TL;DR
Consistent hashing maps both keys and servers onto a hash ring. When a server is added or removed, only the keys that fall between that server and its predecessor need to move — not all keys. Virtual nodes distribute load evenly when physical servers are few.
Why consistent hashing exists, how virtual nodes work, and a full Go implementation with benchmarks against modulo hashing.In this post, I'll walk through the key concepts with code examples drawn from real production implementations.

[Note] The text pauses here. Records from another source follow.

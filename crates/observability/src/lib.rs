//! Tracing and logging (shared setup).
//!
//! Rejection notices from the invoice state machine are `info` events, so the
//! default filter shows them on the console (stderr unless configured
//! otherwise).

/// Initialize process-wide observability from the environment.
///
/// This is safe to call multiple times; subsequent calls become no-ops.
pub fn init() {
    tracing::init(&config::LogConfig::from_env());
}

/// Environment-driven logging configuration.
pub mod config;

/// Tracing configuration (filters, layers).
pub mod tracing;

pub use config::{LogConfig, LogFormat, LogTarget};
use chrono::{DateTime, Utc};
use serde::{Deserialize, Serialize};

use invoicefsm_core::AggregateRoot;

use crate::number::InvoiceNumber;
use crate::outcome::Outcome;
use crate::state::{InvoiceAction, InvoiceState, InvoiceStatus};

/// One accepted state change.
#[derive(Debug, Clone, PartialEq, Eq, Serialize, Deserialize)]
pub struct TransitionRecord {
    pub from: InvoiceStatus,
    pub to: InvoiceStatus,
    pub action: InvoiceAction,
    pub occurred_at: DateTime<Utc>,
}

/// Aggregate root: Invoice.
///
/// Owns its current state and forwards every action to it. The state is only
/// ever replaced by a state handler; there is no public setter.
#[derive(Debug, Clone, PartialEq, Eq)]
pub struct Invoice {
    number: InvoiceNumber,
    status: InvoiceStatus,
    history: Vec<TransitionRecord>,
    version: u64,
}

impl Invoice {
    /// Create an invoice in the initial (pending) state.
    pub fn new(number: impl Into<InvoiceNumber>) -> Self {
        Self {
            number: number.into(),
            status: InvoiceStatus::INITIAL,
            history: Vec::new(),
            version: 0,
        }
    }

    pub fn number(&self) -> &InvoiceNumber {
        &self.number
    }

    pub fn status(&self) -> InvoiceStatus {
        self.status
    }

    /// Accepted transitions, oldest first.
    pub fn history(&self) -> &[TransitionRecord] {
        &self.history
    }

    pub fn is_terminal(&self) -> bool {
        self.status.is_terminal()
    }

    pub fn pay(&mut self) -> Outcome {
        let state = self.status;
        state.pay(self)
    }

    pub fn cancel(&mut self) -> Outcome {
        let state = self.status;
        state.cancel(self)
    }

    pub fn refund(&mut self) -> Outcome {
        let state = self.status;
        state.refund(self)
    }

    /// Dispatch an action chosen at runtime.
    pub fn perform(&mut self, action: InvoiceAction) -> Outcome {
        let state = self.status;
        state.handle(action, self)
    }

    pub fn snapshot(&self) -> InvoiceSnapshot {
        InvoiceSnapshot {
            number: self.number.clone(),
            status: self.status,
            version: self.version,
            history: self.history.clone(),
        }
    }

    // Called by state handlers only.
    pub(crate) fn transition_to(&mut self, next: InvoiceStatus, action: InvoiceAction) {
        self.history.push(TransitionRecord {
            from: self.status,
            to: next,
            action,
            occurred_at: Utc::now(),
        });
        self.status = next;
        self.version += 1;
    }
}

impl AggregateRoot for Invoice {
    type Id = InvoiceNumber;

    fn id(&self) -> &Self::Id {
        &self.number
    }

    fn version(&self) -> u64 {
        self.version
    }
}

/// Serializable view of an invoice.
#[derive(Debug, Clone, PartialEq, Eq, Serialize, Deserialize)]
pub struct InvoiceSnapshot {
    pub number: InvoiceNumber,
    pub status: InvoiceStatus,
    pub version: u64,
    pub history: Vec<TransitionRecord>,
}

The Problem with Modulo Hashing
With N servers, assigning a key to server (hash(key) % N) works fine until N changes. Add or remove one server and N changes — now almost every key maps to a different server. For a cache, this means a near-complete cache miss storm on every scaling event.
The Hash Ring
Consistent hashing places both servers and keys on a conceptual ring of hash values from 0 to 2^32. A key is assigned to the first server encountered when traveling clockwise around the ring. Adding a server only affects the keys between the new server and its predecessor — all other keys remain assigned to the same servers.
Virtual Nodes
With few physical servers, the ring may be unevenly divided — one server handles 60% of keys, another handles 5%. Virtual nodes solve this: each physical server is mapped to multiple positions on the ring (e.g., server A → positions A-1, A-2, A-3, ..., A-150). With enough virtual nodes, load distribution becomes statistically uniform.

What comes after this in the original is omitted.